A Deep Learning Model to Predict Vehicles Occupancy on Freeways for Traffic Management

Author

Muhammad Aqib, Rashid Mehmood, Ahmed Alzahrani, Iyad Katib, and Aiiad Albeshri

Citation

Vol. 18  No. 12  pp. 246-254

Abstract

Prediction of traffic conditions plays a key role in the current era's intelligent transportation system. It not only enables commuters to choose appropriate routes to reach their destinations but also helps authorities in making effective traffic management plans. All needed for this purpose is to use a method that could handle abundant traffic data and by making wise use of this data, it could help authorities to get an estimate of traffic conditions on road networks and to make effective traffic management plans.

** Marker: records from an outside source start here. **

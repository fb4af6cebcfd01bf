use log::{debug, warn};
use plotters::style::{register_font, FontStyle};
use plotters_backend::{
    BackendColor, BackendCoord, BackendStyle, BackendTextStyle, DrawingBackend, DrawingErrorKind,
};
use std::fs;
use std::panic;
use std::path::{Path, PathBuf};
use std::sync::OnceLock;

const SYSTEM_FONTS: &[&str] = &[
    "/usr/share/fonts/truetype/dejavu/DejaVuSans.ttf",
    "/usr/share/fonts/dejavu/DejaVuSans.ttf",
    "/usr/share/fonts/TTF/DejaVuSans.ttf",
    "/usr/share/fonts/truetype/liberation/LiberationSans-Regular.ttf",
    "/usr/share/fonts/liberation/LiberationSans-Regular.ttf",
    "/System/Library/Fonts/Supplemental/Arial.ttf",
    "/Library/Fonts/Arial.ttf",
    "C:\\Windows\\Fonts\\arial.ttf",
];

static FONT_READY: OnceLock<bool> = OnceLock::new();

/// Registers a sans-serif font for plot text, trying `preferred` first.
/// Only the first call has an effect; returns whether text can be drawn.
pub fn init_fonts(preferred: Option<&Path>) -> bool {
    *FONT_READY.get_or_init(|| {
        let candidates = preferred
            .map(Path::to_path_buf)
            .into_iter()
            .chain(SYSTEM_FONTS.iter().map(PathBuf::from));
        for candidate in candidates {
            let Ok(bytes) = fs::read(&candidate) else {
                continue;
            };
            let bytes: &'static [u8] = Box::leak(bytes.into_boxed_slice());
            if register_font("sans-serif", FontStyle::Normal, bytes).is_ok() {
                debug!("Plot font: {}", candidate.display());
                return true;
            }
            warn!("Ignoring unusable font {}", candidate.display());
        }
        warn!("No usable font found; plots are rendered without text");
        false
    })
}

/// Backend wrapper that never lets a missing font abort a plot: text that
/// cannot be laid out or drawn is skipped.
pub struct FontSafeBackend<DB> {
    inner: DB,
}

impl<DB> FontSafeBackend<DB> {
    pub fn new(inner: DB) -> Self {
        Self { inner }
    }
}

impl<DB: DrawingBackend> DrawingBackend for FontSafeBackend<DB> {
    type ErrorType = DB::ErrorType;

    fn get_size(&self) -> (u32, u32) {
        self.inner.get_size()
    }

    fn ensure_prepared(&mut self) -> Result<(), DrawingErrorKind<Self::ErrorType>> {
        self.inner.ensure_prepared()
    }

    fn present(&mut self) -> Result<(), DrawingErrorKind<Self::ErrorType>> {
        self.inner.present()
    }

    fn draw_pixel(
        &mut self,
        point: BackendCoord,
        color: BackendColor,
    ) -> Result<(), DrawingErrorKind<Self::ErrorType>> {
        self.inner.draw_pixel(point, color)
    }

    fn draw_line<S: BackendStyle>(
        &mut self,
        from: BackendCoord,
        to: BackendCoord,
        style: &S,
    ) -> Result<(), DrawingErrorKind<Self::ErrorType>> {
        self.inner.draw_line(from, to, style)
    }

    fn draw_rect<S: BackendStyle>(
        &mut self,
        upper_left: BackendCoord,
        bottom_right: BackendCoord,
        style: &S,
        fill: bool,
    ) -> Result<(), DrawingErrorKind<Self::ErrorType>> {
        self.inner.draw_rect(upper_left, bottom_right, style, fill)
    }

    fn draw_path<S: BackendStyle, I: IntoIterator<Item = BackendCoord>>(
        &mut self,
        path: I,
        style: &S,
    ) -> Result<(), DrawingErrorKind<Self::ErrorType>> {
        self.inner.draw_path(path, style)
    }

    fn draw_circle<S: BackendStyle>(
        &mut self,
        center: BackendCoord,
        radius: u32,
        style: &S,
        fill: bool,
    ) -> Result<(), DrawingErrorKind<Self::ErrorType>> {
        self.inner.draw_circle(center, radius, style, fill)
    }

    fn fill_polygon<S: BackendStyle, I: IntoIterator<Item = BackendCoord>>(
        &mut self,
        vert: I,
        style: &S,
    ) -> Result<(), DrawingErrorKind<Self::ErrorType>> {
        self.inner.fill_polygon(vert, style)
    }

    fn blit_bitmap(
        &mut self,
        pos: BackendCoord,
        (iw, ih): (u32, u32),
        src: &[u8],
    ) -> Result<(), DrawingErrorKind<Self::ErrorType>> {
        self.inner.blit_bitmap(pos, (iw, ih), src)
    }

    fn draw_text<TStyle: BackendTextStyle>(
        &mut self,
        text: &str,
        style: &TStyle,
        pos: BackendCoord,
    ) -> Result<(), DrawingErrorKind<Self::ErrorType>> {
        match panic::catch_unwind(panic::AssertUnwindSafe(|| {
            self.inner.draw_text(text, style, pos)
        })) {
            Ok(Ok(())) => Ok(()),
            Ok(Err(DrawingErrorKind::FontError(_))) | Err(_) => Ok(()),
            Ok(Err(err)) => Err(err),
        }
    }

    fn estimate_text_size<TStyle: BackendTextStyle>(
        &self,
        text: &str,
        style: &TStyle,
    ) -> Result<(u32, u32), DrawingErrorKind<Self::ErrorType>> {
        match panic::catch_unwind(panic::AssertUnwindSafe(|| {
            self.inner.estimate_text_size(text, style)
        })) {
            Ok(Ok(size)) => Ok(size),
            _ => {
                let size = style.size().max(1.0);
                let width = (text.chars().count() as f64 * size * 0.6).ceil() as u32;
                Ok((width, size.ceil() as u32))
            }
        }
    }
}
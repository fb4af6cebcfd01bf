use serde::{Deserialize, Serialize};
use std::path::PathBuf;

pub const DEFAULT_MIN_TEMPORAL_COHERENCE: f64 = 0.7;
pub const DEFAULT_INSAR_RADIUS_METERS: u32 = 500;

/// Numerical settings shared by every analysis component.
#[derive(Debug, Clone, Copy, PartialEq, Serialize, Deserialize)]
#[serde(default)]
pub struct AnalysisConfig {
    /// InSAR points below this coherence are discarded before matching.
    pub min_temporal_coherence: f64,
    /// Inclusive matching radius around each station.
    pub insar_radius_meters: u32,
}

impl Default for AnalysisConfig {
    fn default() -> Self {
        Self {
            min_temporal_coherence: DEFAULT_MIN_TEMPORAL_COHERENCE,
            insar_radius_meters: DEFAULT_INSAR_RADIUS_METERS,
        }
    }
}

impl AnalysisConfig {
    pub fn validate(&self) -> AnalysisResult<()> {
        if !(0.0..=1.0).contains(&self.min_temporal_coherence) {
            return Err(AnalysisError::InvalidConfig(format!(
                "min_temporal_coherence must lie in [0, 1], got {}",
                self.min_temporal_coherence
            )));
        }
        if self.insar_radius_meters == 0 {
            return Err(AnalysisError::InvalidConfig(
                "insar_radius_meters must be positive".into(),
            ));
        }
        Ok(())
    }

    pub fn radius_meters(&self) -> f64 {
        f64::from(self.insar_radius_meters)
    }
}

/// Common error type for loading and analysis.
#[derive(thiserror::Error, Debug)]
pub enum AnalysisError {
    #[error("i/o failure on {path}: {source}")]
    Io {
        path: PathBuf,
        #[source]
        source: std::io::Error,
    },
    #[error("csv failure in {path}: {source}")]
    Csv {
        path: PathBuf,
        #[source]
        source: csv::Error,
    },
    #[error("missing input: {0}")]
    MissingInput(String),
    #[error("missing column `{column}` in {path}")]
    MissingColumn { column: String, path: PathBuf },
    #[error("malformed epoch column `{0}` (expected YYYYMMDD)")]
    MalformedEpoch(String),
    #[error("shape mismatch: {0}")]
    ShapeMismatch(String),
    #[error("empty dataset: {0}")]
    EmptyDataset(String),
    #[error("insufficient data: need at least {required} valid points, found {found}")]
    InsufficientData { required: usize, found: usize },
    #[error("cannot fit a trend: all {points} x values are identical")]
    ConstantAbscissa { points: usize },
    #[error("invalid configuration: {0}")]
    InvalidConfig(String),
}

pub type AnalysisResult<T> = Result<T, AnalysisError>;

#[cfg(test)]
mod tests {
    use super::*;

    #[test]
    fn default_config_matches_documented_values() {
        let cfg = AnalysisConfig::default();
        assert_eq!(cfg.min_temporal_coherence, 0.7);
        assert_eq!(cfg.insar_radius_meters, 500);
        assert!(cfg.validate().is_ok());
    }

    #[test]
    fn validate_rejects_out_of_range_values() {
        let cfg = AnalysisConfig {
            min_temporal_coherence: 1.5,
            ..Default::default()
        };
        assert!(matches!(cfg.validate(), Err(AnalysisError::InvalidConfig(_))));

        let cfg = AnalysisConfig {
            insar_radius_meters: 0,
            ..Default::default()
        };
        assert!(cfg.validate().is_err());
    }
}
use crate::prelude::{AnalysisError, AnalysisResult};
use serde::{Deserialize, Serialize};
use std::path::Path;

/// Precomputed linear velocity correction `a * lon + b * lat + c`.
#[derive(Debug, Clone, Copy, PartialEq, Serialize, Deserialize)]
pub struct PlaneCorrection {
    #[serde(rename = "Plane Coefficient a")]
    pub a: f64,
    #[serde(rename = "Plane Coefficient b")]
    pub b: f64,
    #[serde(rename = "Plane Coefficient c")]
    pub c: f64,
}

impl PlaneCorrection {
    /// Reads the first row of the parameters table.
    pub fn load<P: AsRef<Path>>(path: P) -> AnalysisResult<Self> {
        let path = path.as_ref();
        if !path.is_file() {
            return Err(AnalysisError::MissingInput(format!(
                "plane parameters {} not found",
                path.display()
            )));
        }
        let mut reader = csv::ReaderBuilder::new()
            .trim(csv::Trim::All)
            .from_path(path)
            .map_err(|source| AnalysisError::Csv {
                path: path.to_path_buf(),
                source,
            })?;
        match reader.deserialize::<PlaneCorrection>().next() {
            Some(row) => row.map_err(|source| AnalysisError::Csv {
                path: path.to_path_buf(),
                source,
            }),
            None => Err(AnalysisError::EmptyDataset(format!(
                "{} has no coefficient row",
                path.display()
            ))),
        }
    }

    pub fn evaluate(&self, longitude: f64, latitude: f64) -> f64 {
        self.a * longitude + self.b * latitude + self.c
    }
}

#[cfg(test)]
mod tests {
    use super::*;
    use std::io::Write;
    use tempfile::NamedTempFile;

    #[test]
    fn load_reads_first_row_and_ignores_extra_columns() {
        let mut temp = NamedTempFile::new().unwrap();
        temp.write_all(
            b"Plane Coefficient a,Plane Coefficient b,Plane Coefficient c,RMSE\n\
              0.5,-0.25,2.0,0.1\n\
              9.0,9.0,9.0,9.0\n",
        )
        .unwrap();
        let plane = PlaneCorrection::load(temp.path()).unwrap();
        assert_eq!(plane.a, 0.5);
        assert_eq!(plane.evaluate(2.0, 4.0), 0.5 * 2.0 - 0.25 * 4.0 + 2.0);
    }

    #[test]
    fn load_without_rows_is_empty() {
        let mut temp = NamedTempFile::new().unwrap();
        temp.write_all(b"Plane Coefficient a,Plane Coefficient b,Plane Coefficient c\n")
            .unwrap();
        assert!(matches!(
            PlaneCorrection::load(temp.path()),
            Err(AnalysisError::EmptyDataset(_))
        ));
        assert!(matches!(
            PlaneCorrection::load("/nonexistent/parameters.csv"),
            Err(AnalysisError::MissingInput(_))
        ));
    }
}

Deep learning approaches are the most appropriate choice for these kinds of problems and have extensively been used for traffic forecast. In this work, we are using deep neural networks to predict the traffic condition on highways by considering the spatio-temporal correlation in traffic data attributes. For our deep model, we are using historical traffic data collected from Performance Measurement System (PeMS) for a period of three months on a selected patch of a highway in California. We are using vehicles occupancy values collected from the vehicle detector stations (VDSs) to predict the occupancy on the freeway. Prediction results compared with the actual occupancy values not only give very high accuracy but also enables us to make use of these predicted values in performing different traffic management tasks.

Keywords

Deep Learning, Prediction, Intelligent Transport Systems, Deep Neural Networks, PeMS traffic data

URL

http://paper.ijcsns.org/07_book/201812/20181233.pdf